When The Wall Street Journal ran an article today on a Google plan to add "edge caching" servers at key internet service provider facilities, this fairly common practice to accelerate content delivery to audiences via the Web was mangled into a political imbrollio. To wit, their lede:

The celebrated openness of the Internet -- network providers are not supposed to give preferential treatment to any traffic -- is quietly losing powerful defenders.

Google Inc. has approached major cable and phone companies that carry Internet traffic with a proposal to create a fast lane for its own content, according to documents reviewed by The Wall Street Journal. Google has traditionally been one of the loudest advocates of equal network access for all content providers.
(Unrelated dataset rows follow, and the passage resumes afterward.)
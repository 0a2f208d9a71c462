use anyhow::Result;

use crate::cli::context::CliContext;
use crate::cli::output::OutputFormat;

pub fn cmd_config(ctx: &CliContext) -> Result<()> {
    let config = ctx.config();
    match ctx.output() {
        OutputFormat::Json => println!("{}", serde_json::to_string_pretty(config)?),
        OutputFormat::Yaml => print!("{}", serde_yaml::to_string(config)?),
        OutputFormat::Human => {
            println!("Effective configuration ({}):", ctx.config_path().display());
            print!("{}", serde_yaml::to_string(config)?);
        }
    }
    Ok(())
}
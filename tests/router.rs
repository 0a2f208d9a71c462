use std::sync::Arc;
use std::time::Duration;

use axum::body::{to_bytes, Body};
use axum::http::{Method, Request, StatusCode};
use axum::response::Response;
use axum::Router;
use permitgate::endpoint::{EndpointConfig, EndpointMethod, Endpoints, API_3};
use permitgate::metrics;
use permitgate::server::{build_router, ServeState, WorkerPool};
use serde_json::{json, Value};
use tokio::time::{sleep, timeout};
use tokio_util::sync::CancellationToken;
use tower::ServiceExt;

struct Harness {
    router: Router,
    endpoints: Arc<Endpoints>,
    shutdown: CancellationToken,
}

fn harness(endpoints: Endpoints, pool: WorkerPool) -> Harness {
    let endpoints = Arc::new(endpoints);
    let shutdown = CancellationToken::new();
    let state = ServeState::new(Arc::clone(&endpoints), Arc::new(pool), shutdown.clone());
    Harness {
        router: build_router(state),
        endpoints,
        shutdown,
    }
}

fn standard() -> Harness {
    harness(Endpoints::standard(), WorkerPool::new(200, 1000))
}

fn request(method: Method, uri: &str) -> Request<Body> {
    Request::builder()
        .method(method)
        .uri(uri)
        .body(Body::empty())
        .unwrap()
}

async fn send(router: &Router, method: Method, uri: &str) -> Response {
    router.clone().oneshot(request(method, uri)).await.unwrap()
}

async fn body_json(response: Response) -> Value {
    let bytes = to_bytes(response.into_body(), usize::MAX).await.unwrap();
    serde_json::from_slice(&bytes).unwrap()
}

async fn body_text(response: Response) -> String {
    let bytes = to_bytes(response.into_body(), usize::MAX).await.unwrap();
    String::from_utf8(bytes.to_vec()).unwrap()
}

fn spawn_request(
    router: &Router,
    method: Method,
    uri: &'static str,
) -> tokio::task::JoinHandle<(StatusCode, Value)> {
    let router = router.clone();
    tokio::spawn(async move {
        let response = router.oneshot(request(method, uri)).await.unwrap();
        let status = response.status();
        (status, body_json(response).await)
    })
}

#[tokio::test]
async fn health_is_plain_up() {
    let harness = standard();
    let response = send(&harness.router, Method::GET, "/api/health").await;
    assert_eq!(response.status(), StatusCode::OK);
    let content_type = response.headers()["content-type"].to_str().unwrap().to_string();
    assert!(content_type.starts_with("text/plain"));
    assert_eq!(body_text(response).await, "UP");
}

#[tokio::test]
async fn idle_status_reports_full_capacity() {
    let harness = standard();
    let response = send(&harness.router, Method::GET, "/api/status").await;
    assert_eq!(response.status(), StatusCode::OK);
    assert_eq!(
        body_json(response).await,
        json!({
            "api1": { "max": 1000, "available": 1000 },
            "api2": { "max": 1000, "available": 1000 },
            "api3": { "max": 200, "available": 200 },
            "api4": { "max": 600, "available": 600 },
        })
    );
}

#[tokio::test]
async fn each_endpoint_answers_on_its_method() {
    let harness = standard();

    let cases = [
        (Method::GET, "/api/1", "1", None),
        (Method::POST, "/api/2", "2", None),
        (Method::PUT, "/api/3", "3", Some("bottleneck")),
        (Method::DELETE, "/api/4", "4", Some("complete")),
    ];
    for (method, uri, api, flag) in cases {
        let response = send(&harness.router, method, uri).await;
        assert_eq!(response.status(), StatusCode::OK, "{uri}");
        let body = body_json(response).await;
        assert_eq!(body["api"], api);
        assert_eq!(body["requestId"].as_str().unwrap().len(), 8);
        let max = harness.endpoints.get(api).unwrap().limiter().capacity() as u64;
        assert_eq!(body["available"].as_u64(), Some(max - 1));
        match flag {
            Some(key) => assert_eq!(body[key], true),
            None => {
                assert!(body.get("bottleneck").is_none());
                assert!(body.get("complete").is_none());
            }
        }
    }
}

#[tokio::test]
async fn wrong_method_is_not_gated() {
    let harness = standard();
    let response = send(&harness.router, Method::POST, "/api/1").await;
    assert_eq!(response.status(), StatusCode::METHOD_NOT_ALLOWED);
    assert_eq!(
        harness.endpoints.get("1").unwrap().limiter().available_permits(),
        1000
    );
}

#[tokio::test]
async fn saturated_endpoint_rejects_excess() {
    let config = EndpointConfig::new("1", EndpointMethod::Get, "/api/1", 2, 400)
        .with_acquire_timeout(Duration::from_millis(100));
    let harness = harness(Endpoints::from_configs([config]), WorkerPool::new(200, 1000));

    let handles: Vec<_> = (0..3)
        .map(|_| spawn_request(&harness.router, Method::GET, "/api/1"))
        .collect();

    sleep(Duration::from_millis(150)).await;
    let health = send(&harness.router, Method::GET, "/api/health").await;
    assert_eq!(health.status(), StatusCode::OK);

    let mut accepted = 0;
    let mut rejected = 0;
    for handle in handles {
        let (status, body) = handle.await.unwrap();
        match status {
            StatusCode::OK => accepted += 1,
            StatusCode::TOO_MANY_REQUESTS => {
                assert_eq!(body, json!({ "error": "Too many requests" }));
                rejected += 1;
            }
            other => panic!("unexpected status {other}"),
        }
    }
    assert_eq!((accepted, rejected), (2, 1));
    assert_eq!(
        harness.endpoints.get("1").unwrap().limiter().available_permits(),
        2
    );
}

#[tokio::test]
async fn status_tracks_in_flight_bottleneck_requests() {
    let slow_api3 = API_3.with_work_duration(Duration::from_millis(600));
    let harness = harness(Endpoints::from_configs([slow_api3]), WorkerPool::new(200, 1000));

    let handles: Vec<_> = (0..5)
        .map(|_| spawn_request(&harness.router, Method::PUT, "/api/3"))
        .collect();

    let observed = timeout(Duration::from_secs(2), async {
        loop {
            let body = body_json(send(&harness.router, Method::GET, "/api/status").await).await;
            if body["api3"]["available"] == 195 {
                return body;
            }
            sleep(Duration::from_millis(10)).await;
        }
    })
    .await
    .expect("status never showed five held permits");
    assert_eq!(observed["api3"]["max"], 200);

    for handle in handles {
        let (status, body) = handle.await.unwrap();
        assert_eq!(status, StatusCode::OK);
        assert_eq!(body["bottleneck"], true);
    }
    let body = body_json(send(&harness.router, Method::GET, "/api/status").await).await;
    assert_eq!(body["api3"], json!({ "max": 200, "available": 200 }));
}

#[tokio::test]
async fn shutdown_interrupts_in_flight_request() {
    let long = API_3.with_work_duration(Duration::from_secs(30));
    let harness = harness(Endpoints::from_configs([long]), WorkerPool::new(200, 1000));

    let handle = spawn_request(&harness.router, Method::PUT, "/api/3");
    let limiter = harness.endpoints.get("3").unwrap().limiter().clone();
    while limiter.available_permits() == 200 {
        sleep(Duration::from_millis(5)).await;
    }
    harness.shutdown.cancel();

    let (status, body) = handle.await.unwrap();
    assert_eq!(status, StatusCode::INTERNAL_SERVER_ERROR);
    assert_eq!(body, json!({ "error": "Interrupted" }));
    assert_eq!(limiter.available_permits(), 200);
}

#[tokio::test]
async fn client_disconnect_releases_permit() {
    let long = API_3.with_work_duration(Duration::from_secs(30));
    let harness = harness(Endpoints::from_configs([long]), WorkerPool::new(200, 1000));

    let handle = spawn_request(&harness.router, Method::PUT, "/api/3");
    let limiter = harness.endpoints.get("3").unwrap().limiter().clone();
    while limiter.available_permits() == 200 {
        sleep(Duration::from_millis(5)).await;
    }
    handle.abort();
    let _ = handle.await;

    assert_eq!(limiter.available_permits(), 200);
}

#[tokio::test]
async fn full_worker_pool_sheds_with_503() {
    let slow = EndpointConfig::new("1", EndpointMethod::Get, "/api/1", 10, 400);
    let harness = harness(Endpoints::from_configs([slow]), WorkerPool::new(1, 0));

    let first = spawn_request(&harness.router, Method::GET, "/api/1");
    let limiter = harness.endpoints.get("1").unwrap().limiter().clone();
    while limiter.available_permits() == 10 {
        sleep(Duration::from_millis(5)).await;
    }

    let shed_before = metrics::shed_count();
    let shed = send(&harness.router, Method::GET, "/api/status").await;
    assert_eq!(shed.status(), StatusCode::SERVICE_UNAVAILABLE);
    assert!(metrics::shed_count() > shed_before);
    assert_eq!(body_json(shed).await, json!({ "error": "Server busy" }));

    let health = send(&harness.router, Method::GET, "/api/health").await;
    assert_eq!(health.status(), StatusCode::OK);

    let (status, _) = first.await.unwrap();
    assert_eq!(status, StatusCode::OK);
    let recovered = send(&harness.router, Method::GET, "/api/status").await;
    assert_eq!(recovered.status(), StatusCode::OK);
}
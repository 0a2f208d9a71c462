use std::net::{IpAddr, SocketAddr};
use std::sync::atomic::{AtomicUsize, Ordering};
use std::sync::Arc;

use anyhow::{Context, Result};
use clap::Args;
use permitgate::config::{Config, PoolConfig};
use permitgate::endpoint::Endpoints;
use permitgate::metrics;
use permitgate::server::{build_router, ServeState, WorkerPool};
use tokio::net::TcpListener;
use tokio::runtime::{Builder, Runtime};
use tokio_util::sync::CancellationToken;
use tracing::{error, info, warn};

use crate::cli::context::CliContext;

#[derive(Args, Clone, Debug)]
pub struct ServeArgs {
    /// Address to bind (defaults to config)
    #[arg(long)]
    pub host: Option<IpAddr>,

    /// Port to listen on (defaults to config)
    #[arg(long)]
    pub port: Option<u16>,
}

pub fn cmd_serve(args: ServeArgs, ctx: &CliContext) -> Result<()> {
    let mut config = ctx.config().clone();
    if let Some(host) = args.host {
        config.server.host = host;
    }
    if let Some(port) = args.port {
        config.server.port = port;
    }

    let runtime = build_runtime(&config.pool)?;
    runtime.block_on(serve(config))
}

fn build_runtime(pool: &PoolConfig) -> Result<Runtime> {
    let prefix = pool.thread_name_prefix.clone();
    let counter = AtomicUsize::new(1);
    let runtime = Builder::new_multi_thread()
        .worker_threads(pool.core_workers.max(1))
        .thread_name_fn(move || format!("{prefix}{}", counter.fetch_add(1, Ordering::Relaxed)))
        .enable_all()
        .build()
        .context("failed to build tokio runtime")?;
    info!(
        core_workers = pool.core_workers,
        max_workers = pool.max_workers,
        queue_capacity = pool.queue_capacity,
        "Worker pool configured"
    );
    Ok(runtime)
}

async fn serve(config: Config) -> Result<()> {
    let endpoints = Arc::new(Endpoints::standard());
    for endpoint in endpoints.iter() {
        let binding = endpoint.config();
        info!(
            method = %binding.method,
            path = binding.path,
            capacity = binding.capacity,
            work_ms = binding.work_duration.as_millis() as u64,
            "endpoint gated"
        );
    }

    let _metrics_server = metrics::spawn_metrics_server(config.metrics_port, Arc::clone(&endpoints));
    let pool = Arc::new(WorkerPool::from_config(&config.pool));
    let shutdown = CancellationToken::new();
    let state = ServeState::new(endpoints, pool, shutdown.clone());
    let router = build_router(state);

    let addr = config.server.socket_addr();
    let listener = TcpListener::bind(addr)
        .await
        .with_context(|| format!("failed to bind server on {}", addr))?;
    info!("permitgate listening on http://{}", addr);

    axum::serve(
        listener,
        router.into_make_service_with_connect_info::<SocketAddr>(),
    )
    .with_graceful_shutdown(shutdown_signal(shutdown))
    .await
    .context("server exited unexpectedly")?;
    info!("permitgate stopped");
    Ok(())
}

async fn shutdown_signal(shutdown: CancellationToken) {
    match tokio::signal::ctrl_c().await {
        Ok(()) => info!("Shutdown requested; interrupting in-flight requests"),
        Err(err) => {
            error!(?err, "failed to listen for shutdown signal");
            warn!("Serving without graceful shutdown");
            std::future::pending::<()>().await;
        }
    }
    shutdown.cancel();
}
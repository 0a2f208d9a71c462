//! Process configuration
//!
//! Bind address, worker pool sizing and metrics port. The per-endpoint
//! capacities and delays are fixed in [`crate::endpoint`] and are not part of
//! this file.

use std::env;
use std::net::{IpAddr, Ipv4Addr, SocketAddr};

use serde::{Deserialize, Serialize};
use tracing::warn;

pub const PORT_ENV: &str = "PERMITGATE_PORT";
pub const MAX_WORKERS_ENV: &str = "PERMITGATE_MAX_WORKERS";
pub const QUEUE_CAPACITY_ENV: &str = "PERMITGATE_QUEUE_CAPACITY";

#[derive(Clone, Debug, PartialEq, Serialize, Deserialize)]
#[serde(default)]
pub struct Config {
    pub server: ServerConfig,
    pub pool: PoolConfig,
    /// Metrics listener port (0 disables it)
    pub metrics_port: u16,
}

impl Default for Config {
    fn default() -> Self {
        Self {
            server: ServerConfig::default(),
            pool: PoolConfig::default(),
            metrics_port: 9090,
        }
    }
}

#[derive(Clone, Debug, PartialEq, Serialize, Deserialize)]
#[serde(default)]
pub struct ServerConfig {
    pub host: IpAddr,
    pub port: u16,
}

impl Default for ServerConfig {
    fn default() -> Self {
        Self {
            host: IpAddr::V4(Ipv4Addr::LOCALHOST),
            port: 8080,
        }
    }
}

impl ServerConfig {
    pub fn socket_addr(&self) -> SocketAddr {
        SocketAddr::new(self.host, self.port)
    }
}

#[derive(Clone, Debug, PartialEq, Serialize, Deserialize)]
#[serde(default)]
pub struct PoolConfig {
    /// Runtime worker threads
    pub core_workers: usize,
    /// Requests allowed in flight at once
    pub max_workers: usize,
    /// Requests allowed to wait for a worker before shedding
    pub queue_capacity: usize,
    pub thread_name_prefix: String,
}

impl Default for PoolConfig {
    fn default() -> Self {
        Self {
            core_workers: 50,
            max_workers: 200,
            queue_capacity: 1000,
            thread_name_prefix: "LoadTest-".to_string(),
        }
    }
}

impl Config {
    pub fn from_yaml(content: &str) -> Result<Self, serde_yaml::Error> {
        serde_yaml::from_str(content)
    }

    /// Applies `PERMITGATE_*` overrides. Unparsable values are logged and
    /// ignored.
    pub fn apply_env_overrides(&mut self) {
        if let Some(port) = env_value::<u16>(PORT_ENV) {
            self.server.port = port;
        }
        if let Some(max_workers) = env_value::<usize>(MAX_WORKERS_ENV) {
            self.pool.max_workers = max_workers;
        }
        if let Some(queue_capacity) = env_value::<usize>(QUEUE_CAPACITY_ENV) {
            self.pool.queue_capacity = queue_capacity;
        }
    }
}

fn env_value<T: std::str::FromStr>(name: &str) -> Option<T> {
    match env::var(name) {
        Ok(raw) => match raw.trim().parse::<T>() {
            Ok(value) => Some(value),
            Err(_) => {
                warn!(value = %raw, "invalid {name} value; keeping configured value");
                None
            }
        },
        Err(env::VarError::NotPresent) => None,
        Err(err) => {
            warn!(?err, "failed to read {name}");
            None
        }
    }
}

#[cfg(test)]
mod tests {
    use super::*;
    use serial_test::serial;

    #[test]
    fn defaults_match_pool_sizing() {
        let config = Config::default();
        assert_eq!(config.pool.core_workers, 50);
        assert_eq!(config.pool.max_workers, 200);
        assert_eq!(config.pool.queue_capacity, 1000);
        assert_eq!(config.pool.thread_name_prefix, "LoadTest-");
        assert_eq!(config.server.socket_addr().to_string(), "127.0.0.1:8080");
    }

    #[test]
    fn partial_yaml_keeps_defaults() {
        let config = Config::from_yaml("server:\n  port: 9000\npool:\n  max_workers: 16\n").unwrap();
        assert_eq!(config.server.port, 9000);
        assert_eq!(config.server.host, IpAddr::V4(Ipv4Addr::LOCALHOST));
        assert_eq!(config.pool.max_workers, 16);
        assert_eq!(config.pool.queue_capacity, 1000);
        assert_eq!(config.metrics_port, 9090);
    }

    #[test]
    #[serial]
    fn env_overrides_apply_and_ignore_garbage() {
        env::set_var(PORT_ENV, "7001");
        env::set_var(MAX_WORKERS_ENV, "not-a-number");
        env::set_var(QUEUE_CAPACITY_ENV, " 12 ");

        let mut config = Config::default();
        config.apply_env_overrides();

        env::remove_var(PORT_ENV);
        env::remove_var(MAX_WORKERS_ENV);
        env::remove_var(QUEUE_CAPACITY_ENV);

        assert_eq!(config.server.port, 7001);
        assert_eq!(config.pool.max_workers, 200);
        assert_eq!(config.pool.queue_capacity, 12);
    }
}
use axum::http::StatusCode;
use axum::response::IntoResponse;
use serde::Serialize;
use thiserror::Error;

/// Reasons a request is turned away before or during its guarded section.
#[derive(Debug, Clone, Copy, PartialEq, Eq, Error)]
pub enum AdmissionError {
    /// No permit became free within the acquire window.
    #[error("Too many requests")]
    TooManyRequests,
    /// The wait or the simulated work was cancelled.
    #[error("Interrupted")]
    Interrupted,
    /// The worker pool backlog is full.
    #[error("Server busy")]
    Overloaded,
}

pub type AdmissionResult<T> = Result<T, AdmissionError>;

#[derive(Debug, Serialize)]
pub struct ErrorResponse {
    pub error: &'static str,
}

impl AdmissionError {
    pub fn status_code(&self) -> StatusCode {
        match self {
            AdmissionError::TooManyRequests => StatusCode::TOO_MANY_REQUESTS,
            AdmissionError::Interrupted => StatusCode::INTERNAL_SERVER_ERROR,
            AdmissionError::Overloaded => StatusCode::SERVICE_UNAVAILABLE,
        }
    }

    pub fn message(&self) -> &'static str {
        match self {
            AdmissionError::TooManyRequests => "Too many requests",
            AdmissionError::Interrupted => "Interrupted",
            AdmissionError::Overloaded => "Server busy",
        }
    }
}

impl IntoResponse for AdmissionError {
    fn into_response(self) -> axum::response::Response {
        let body = ErrorResponse {
            error: self.message(),
        };
        (self.status_code(), axum::Json(body)).into_response()
    }
}
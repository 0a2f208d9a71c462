use anyhow::Result;
use clap::Parser;
use tracing::{error, info};

use super::context::CliContext;
use super::dispatch::dispatch;
use super::env::CliArgs;
use super::runtime::{init_logging, load_config, load_local_env_overrides, LoadedConfig};

pub fn run() -> Result<()> {
    let local_env = load_local_env_overrides();
    let cli = CliArgs::parse();

    init_logging(&cli.log_level, cli.debug, cli.log_format)?;
    local_env.log();

    info!("Starting permitgate v{}", env!("CARGO_PKG_VERSION"));

    let LoadedConfig { mut config, path } = load_config(cli.config.as_ref())?;
    if let Some(port) = cli.metrics_port {
        config.metrics_port = port;
    }
    let cli_context = CliContext::new(config, path, cli.output);

    match dispatch(&cli, &cli_context) {
        Ok(()) => {
            info!("Command completed successfully");
            Ok(())
        }
        Err(err) => {
            error!("Command failed: {:#}", err);
            Err(err)
        }
    }
}
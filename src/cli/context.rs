use std::path::{Path, PathBuf};

use permitgate::config::Config;

use super::output::OutputFormat;

pub struct CliContext {
    config: Config,
    config_path: PathBuf,
    output: OutputFormat,
}

impl CliContext {
    pub fn new(config: Config, config_path: PathBuf, output: OutputFormat) -> Self {
        Self {
            config,
            config_path,
            output,
        }
    }

    pub fn config(&self) -> &Config {
        &self.config
    }

    pub fn config_path(&self) -> &Path {
        &self.config_path
    }

    pub fn output(&self) -> OutputFormat {
        self.output
    }
}
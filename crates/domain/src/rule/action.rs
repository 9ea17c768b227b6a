//! Action — the effect requested when a rule fires.

use serde::{Deserialize, Serialize};

/// An operation to perform once all of a rule's conditions hold.
///
/// Targets are plain identifiers; they are resolved against the mod
/// registry or settings store by the dispatcher, not by the model.
#[derive(Debug, Clone, PartialEq, Eq, Serialize, Deserialize)]
#[serde(tag = "type", rename_all = "snake_case")]
pub enum Action {
    /// Switch a mod on. `target` is the mod id or name.
    ActivateMod { target: String },
    /// Switch a mod off. `target` is the mod id or name.
    DeactivateMod { target: String },
    /// Write a setting. `target` is the setting key.
    AdjustSetting {
        target: String,
        value: serde_json::Value,
    },
    /// Ask the host to run a command.
    RunCommand {
        target: String,
        #[serde(default, skip_serializing_if = "Option::is_none")]
        value: Option<serde_json::Value>,
    },
    /// Ask the host to show a notification.
    Notify {
        target: String,
        #[serde(default, skip_serializing_if = "Option::is_none")]
        value: Option<serde_json::Value>,
    },
    /// Host-defined extension.
    Custom {
        target: String,
        #[serde(default, skip_serializing_if = "Option::is_none")]
        value: Option<serde_json::Value>,
    },
}

/// Identifies a resource that at most one rule may drive per dispatch.
#[derive(Debug, Clone, PartialEq, Eq, Hash, PartialOrd, Ord)]
pub enum ConflictKey {
    /// A mod, keyed by its lowercased target.
    Mod(String),
    /// A setting, keyed by its key.
    Setting(String),
}

impl Action {
    #[must_use]
    pub fn kind(&self) -> &'static str {
        match self {
            Self::ActivateMod { .. } => "activate_mod",
            Self::DeactivateMod { .. } => "deactivate_mod",
            Self::AdjustSetting { .. } => "adjust_setting",
            Self::RunCommand { .. } => "run_command",
            Self::Notify { .. } => "notify",
            Self::Custom { .. } => "custom",
        }
    }

    #[must_use]
    pub fn target(&self) -> &str {
        match self {
            Self::ActivateMod { target }
            | Self::DeactivateMod { target }
            | Self::AdjustSetting { target, .. }
            | Self::RunCommand { target, .. }
            | Self::Notify { target, .. }
            | Self::Custom { target, .. } => target,
        }
    }

    /// The mutually exclusive resource this action drives, if any.
    ///
    /// Activating and deactivating the same mod compete for one key.
    /// Commands, notifications and custom actions never conflict.
    #[must_use]
    pub fn conflict_key(&self) -> Option<ConflictKey> {
        match self {
            Self::ActivateMod { target } | Self::DeactivateMod { target } => {
                Some(ConflictKey::Mod(target.trim().to_lowercase()))
            }
            Self::AdjustSetting { target, .. } => Some(ConflictKey::Setting(target.trim().to_string())),
            Self::RunCommand { .. } | Self::Notify { .. } | Self::Custom { .. } => None,
        }
    }
}

impl std::fmt::Display for Action {
    fn fmt(&self, f: &mut std::fmt::Formatter<'_>) -> std::fmt::Result {
        write!(f, "{}({})", self.kind(), self.target())
    }
}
Google was quick to correct the WSJ's outlook, as noted on their public policy blog and in a subsequent AFP story. Their point:

Despite the hyperbolic tone and confused claims in Monday's Journal story, I want to be perfectly clear about one thing: Google remains strongly committed to the principle of net neutrality, and we will continue to work with policymakers in the years ahead to keep the Internet free and open.

Intellectual property guru and Net Neutrality proponent Lawrence Lessig noted that his take on Google and the political ramifications of this move were a bit off-key in the WSJ article as well:

The article is an indirect effort to gin up a drama about a drama about an alleged shift in Obama's policies about network neutrality. What's the evidence for the shift? That Google allegedly is negotiating for faster service on some network pipes. And that "prominent Internet scholars, some of whom have advised President-elect Barack Obama on technology issues, have softened their views on the subject."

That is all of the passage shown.